On June 4, 2026, Prime Minister Mark Carney launched Canada’s new AI for All strategy. The plan aims to increase business AI adoption from just over 12 percent to 60 percent by 2034.

For many Vancouver small business owners, the announcement may have felt abstract.

That gap in perception is precisely the problem the strategy is trying to solve.

Canada has long had strength in AI research. The country helped build the foundations behind modern AI through major research centres and talent in Montreal, Toronto, and Edmonton.

The issue is not invention.

It is adoption.

Only one in eight Canadian businesses has formally integrated AI into operations. Among small and medium-sized enterprises, adoption is lower.

The Translation Problem

The most important issue is not whether owners have heard of AI.

Most have.

The real issue is whether they can see where it fits into their business.

A Vancouver retailer does not need a lecture on national AI policy. She needs to know whether AI can help with product descriptions, inventory alerts, supplier emails, or customer follow-ups.

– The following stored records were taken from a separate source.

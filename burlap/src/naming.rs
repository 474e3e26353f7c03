//! The name directory: human names for node addresses.
//!
//! A bounded map of up to 64 `name ⇄ address` pairs, learned from beacons or set by the host.
//! Lookups that miss fall back to the `0xXXXXXXXX` hex spelling of the address. The directory
//! serializes itself into a single blob for the persistence provider.

use crate::bytes::{ByteReader, ByteWriter};
use crate::packet::NodeAddress;
use crate::store::Store;
use crate::time::Instant;
use crate::Error;
use core::fmt;
use heapless::{String, Vec};

/// Maximum directory entries.
pub const MAX_NAMES: usize = 64;

/// Maximum name length in bytes.
pub const MAX_NAME_LEN: usize = 16;

const STORE_NAMESPACE: &str = "naming";
const STORE_KEY: &str = "table";

/// One directory entry.
#[derive(Debug, Clone)]
pub struct NameEntry {
    pub address: NodeAddress,
    pub name: String<MAX_NAME_LEN>,
    pub last_seen: Instant,
}

/// Either a known name or the hex spelling of an address. Implements `Display`.
pub enum NameOrAddress<'a> {
    Name(&'a str),
    Address(NodeAddress),
}

impl fmt::Display for NameOrAddress<'_> {
    fn fmt(&self, f: &mut fmt::Formatter<'_>) -> fmt::Result {
        match self {
            NameOrAddress::Name(name) => f.write_str(name),
            NameOrAddress::Address(addr) => write!(f, "{}", addr),
        }
    }
}

/// Validates a candidate name: 1-16 bytes of printable ASCII, no leading/trailing spaces.
pub fn is_valid_name(name: &str) -> bool {
    if name.is_empty() || name.len() > MAX_NAME_LEN {
        return false;
    }
    if name.starts_with(' ') || name.ends_with(' ') {
        return false;
    }
    name.bytes().all(|b| (0x20..0x7F).contains(&b))
}

/// The bounded name directory.
pub struct NameDirectory {
    local_address: NodeAddress,
    local_name: String<MAX_NAME_LEN>,
    entries: Vec<NameEntry, MAX_NAMES>,
}

impl NameDirectory {
    pub fn new(local_address: NodeAddress) -> Self {
        NameDirectory {
            local_address,
            local_name: String::new(),
            entries: Vec::new(),
        }
    }

    /// Sets this node's own name, included in beacons.
    pub fn set_local_name(&mut self, name: &str) -> Result<(), Error> {
        if !is_valid_name(name) {
            return Err(Error::InvalidValue);
        }
        self.local_name.clear();
        self.local_name
            .push_str(name)
            .map_err(|_| Error::InvalidValue)
    }

    /// This node's own name (may be empty).
    pub fn local_name(&self) -> &str {
        self.local_name.as_str()
    }

    /// Records or updates the name of a remote node.
    pub fn set(&mut self, address: NodeAddress, name: &str, now: Instant) -> Result<(), Error> {
        if !is_valid_name(name) || address == self.local_address {
            return Err(Error::InvalidValue);
        }

        if let Some(entry) = self.entries.iter_mut().find(|e| e.address == address) {
            entry.name.clear();
            entry.name.push_str(name).map_err(|_| Error::InvalidValue)?;
            entry.last_seen = now;
            return Ok(());
        }

        if self.entries.is_full() {
            // Longest-unseen entry makes room.
            let victim = self
                .entries
                .iter()
                .enumerate()
                .max_by_key(|(_, e)| now.duration_since(e.last_seen).as_millis())
                .map(|(i, _)| i);
            if let Some(i) = victim {
                self.entries.swap_remove(i);
            }
        }

        let mut stored = String::new();
        stored.push_str(name).map_err(|_| Error::InvalidValue)?;
        let _ = self.entries.push(NameEntry {
            address,
            name: stored,
            last_seen: now,
        });
        Ok(())
    }

    /// Removes a node's name. Returns whether one existed.
    pub fn remove(&mut self, address: NodeAddress) -> bool {
        if let Some(i) = self.entries.iter().position(|e| e.address == address) {
            self.entries.swap_remove(i);
            true
        } else {
            false
        }
    }

    /// The display name for `address`: the stored name, or its hex spelling.
    pub fn get(&self, address: NodeAddress) -> NameOrAddress<'_> {
        if address == self.local_address && !self.local_name.is_empty() {
            return NameOrAddress::Name(self.local_name.as_str());
        }
        match self.entries.iter().find(|e| e.address == address) {
            Some(entry) => NameOrAddress::Name(entry.name.as_str()),
            None => NameOrAddress::Address(address),
        }
    }

    /// Resolves a name (case-insensitive) back to an address.
    pub fn resolve(&self, name: &str) -> Option<NodeAddress> {
        if !self.local_name.is_empty() && self.local_name.as_str().eq_ignore_ascii_case(name) {
            return Some(self.local_address);
        }
        self.entries
            .iter()
            .find(|e| e.name.as_str().eq_ignore_ascii_case(name))
            .map(|e| e.address)
    }

    /// Refreshes the last-seen stamp of an entry.
    pub fn touch(&mut self, address: NodeAddress, now: Instant) {
        if let Some(entry) = self.entries.iter_mut().find(|e| e.address == address) {
            entry.last_seen = now;
        }
    }

    /// Number of remote entries.
    pub fn len(&self) -> usize {
        self.entries.len()
    }

    pub fn is_empty(&self) -> bool {
        self.entries.is_empty()
    }

    /// Iterates over all remote entries.
    pub fn iter(&self) -> impl Iterator<Item = &NameEntry> {
        self.entries.iter()
    }

    /// Serializes the directory into the persistence provider.
    pub fn save<S: Store>(&self, store: &mut S) -> bool {
        let mut blob = [0; 2 + MAX_NAME_LEN + MAX_NAMES * (4 + 1 + MAX_NAME_LEN)];
        let blob_len = blob.len();
        let mut w = ByteWriter::new(&mut blob);

        let ok = w.write_u8(self.local_name.len() as u8).is_ok()
            && w.write_slice(self.local_name.as_bytes()).is_ok()
            && w.write_u8(self.entries.len() as u8).is_ok();
        if !ok {
            return false;
        }
        for e in &self.entries {
            if w.write_u32_le(e.address.raw()).is_err()
                || w.write_u8(e.name.len() as u8).is_err()
                || w.write_slice(e.name.as_bytes()).is_err()
            {
                return false;
            }
        }
        let used = blob_len - w.space_left();
        store.save(STORE_NAMESPACE, STORE_KEY, &blob[..used]).is_ok()
    }

    /// Restores the directory from the persistence provider.
    pub fn load<S: Store>(&mut self, store: &S, now: Instant) -> bool {
        let mut blob = [0; 2 + MAX_NAME_LEN + MAX_NAMES * (4 + 1 + MAX_NAME_LEN)];
        let len = match store.load(STORE_NAMESPACE, STORE_KEY, &mut blob) {
            Some(len) => len,
            None => return false,
        };

        let mut r = ByteReader::new(&blob[..len]);
        let local_len = match r.read_u8() {
            Ok(n) => usize::from(n).min(MAX_NAME_LEN),
            Err(_) => return false,
        };
        if let Ok(bytes) = r.read_slice(local_len) {
            if let Ok(s) = core::str::from_utf8(bytes) {
                let _ = self.set_local_name(s);
            }
        }

        let count = match r.read_u8() {
            Ok(c) => usize::from(c).min(MAX_NAMES),
            Err(_) => return false,
        };
        for _ in 0..count {
            let address = match r.read_u32_le() {
                Ok(a) => NodeAddress::new(a),
                Err(_) => return false,
            };
            let name_len = match r.read_u8() {
                Ok(n) => usize::from(n).min(MAX_NAME_LEN),
                Err(_) => return false,
            };
            let bytes = match r.read_slice(name_len) {
                Ok(b) => b,
                Err(_) => return false,
            };
            if let Ok(name) = core::str::from_utf8(bytes) {
                let _ = self.set(address, name, now);
            }
        }
        true
    }
}

#[cfg(test)]
mod tests {
    use super::*;

    fn at(ms: u32) -> Instant {
        Instant::from_raw_millis(ms)
    }

    #[test]
    fn lookup_falls_back_to_hex() {
        let dir = NameDirectory::new(NodeAddress::new(0xA1));
        let shown = format!("{}", dir.get(NodeAddress::new(0xDEADBEEF)));
        assert_eq!(shown, "0xDEADBEEF");
    }

    #[test]
    fn set_and_resolve_case_insensitive() {
        let mut dir = NameDirectory::new(NodeAddress::new(0xA1));
        dir.set(NodeAddress::new(0xB2), "basecamp", at(0)).unwrap();

        assert_eq!(format!("{}", dir.get(NodeAddress::new(0xB2))), "basecamp");
        assert_eq!(dir.resolve("BaseCamp"), Some(NodeAddress::new(0xB2)));
        assert_eq!(dir.resolve("nothere"), None);

        assert!(dir.remove(NodeAddress::new(0xB2)));
        assert_eq!(dir.resolve("basecamp"), None);
    }

    #[test]
    fn rejects_invalid_names() {
        let mut dir = NameDirectory::new(NodeAddress::new(0xA1));
        assert!(dir.set(NodeAddress::new(0xB2), "", at(0)).is_err());
        assert!(dir
            .set(NodeAddress::new(0xB2), "name too long here", at(0))
            .is_err());
        assert!(dir.set(NodeAddress::new(0xB2), " padded", at(0)).is_err());
        assert!(dir.set(NodeAddress::new(0xB2), "tab\tbad", at(0)).is_err());
    }

    #[test]
    fn full_directory_evicts_longest_unseen() {
        let mut dir = NameDirectory::new(NodeAddress::new(0xA1));
        for i in 0..MAX_NAMES as u32 {
            let mut name = std::string::String::from("n");
            name.push_str(&i.to_string());
            dir.set(NodeAddress::new(0x1000 + i), &name, at(i)).unwrap();
        }
        dir.touch(NodeAddress::new(0x1000), at(1_000_000));

        dir.set(NodeAddress::new(0x9999), "newest", at(1_000_001))
            .unwrap();
        assert_eq!(dir.len(), MAX_NAMES);
        assert_eq!(dir.resolve("n0"), Some(NodeAddress::new(0x1000)));
        assert_eq!(dir.resolve("n1"), None);
        assert_eq!(dir.resolve("newest"), Some(NodeAddress::new(0x9999)));
    }

    #[test]
    fn persistence_round_trip() {
        use crate::store::{Store, StoreError};
        use std::collections::HashMap;

        struct MemStore(HashMap<(std::string::String, std::string::String), std::vec::Vec<u8>>);
        impl Store for MemStore {
            fn save(&mut self, ns: &str, key: &str, bytes: &[u8]) -> Result<(), StoreError> {
                self.0.insert((ns.into(), key.into()), bytes.to_vec());
                Ok(())
            }
            fn load(&self, ns: &str, key: &str, buf: &mut [u8]) -> Option<usize> {
                let blob = self.0.get(&(ns.into(), key.into()))?;
                if blob.len() > buf.len() {
                    return None;
                }
                buf[..blob.len()].copy_from_slice(blob);
                Some(blob.len())
            }
        }

        let mut store = MemStore(HashMap::new());
        let mut dir = NameDirectory::new(NodeAddress::new(0xA1));
        dir.set_local_name("ridge-7").unwrap();
        dir.set(NodeAddress::new(0xB2), "basecamp", at(0)).unwrap();
        assert!(dir.save(&mut store));

        let mut restored = NameDirectory::new(NodeAddress::new(0xA1));
        assert!(restored.load(&store, at(10)));
        assert_eq!(restored.local_name(), "ridge-7");
        assert_eq!(restored.resolve("basecamp"), Some(NodeAddress::new(0xB2)));
    }
}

That is why practical adoption matters more than abstract awareness.

From Experiment To Integration

Canada’s strategy specifically points to the gap between experimentation and deployment.

That distinction matters.

Experimenting is trying a tool once.

Integration is putting the tool into a workflow that runs every week.

Why It Matters

This is not just about federal policy. It reflects a broader shift in how Canadian small businesses will compete.

The strategy names the gap.

Funding may help close it.

But the practical work still happens business by business, workflow by workflow.

The question for a Vancouver retailer, contractor, or clinic owner is not whether this shift is coming.

It is which side of it they will be on when it arrives.

Keith Donoghue | Vancouver City News Keith Donoghue is the founder of Highridge AI Consulting, helping Vancouver small businesses reduce manual work and run more efficient operations.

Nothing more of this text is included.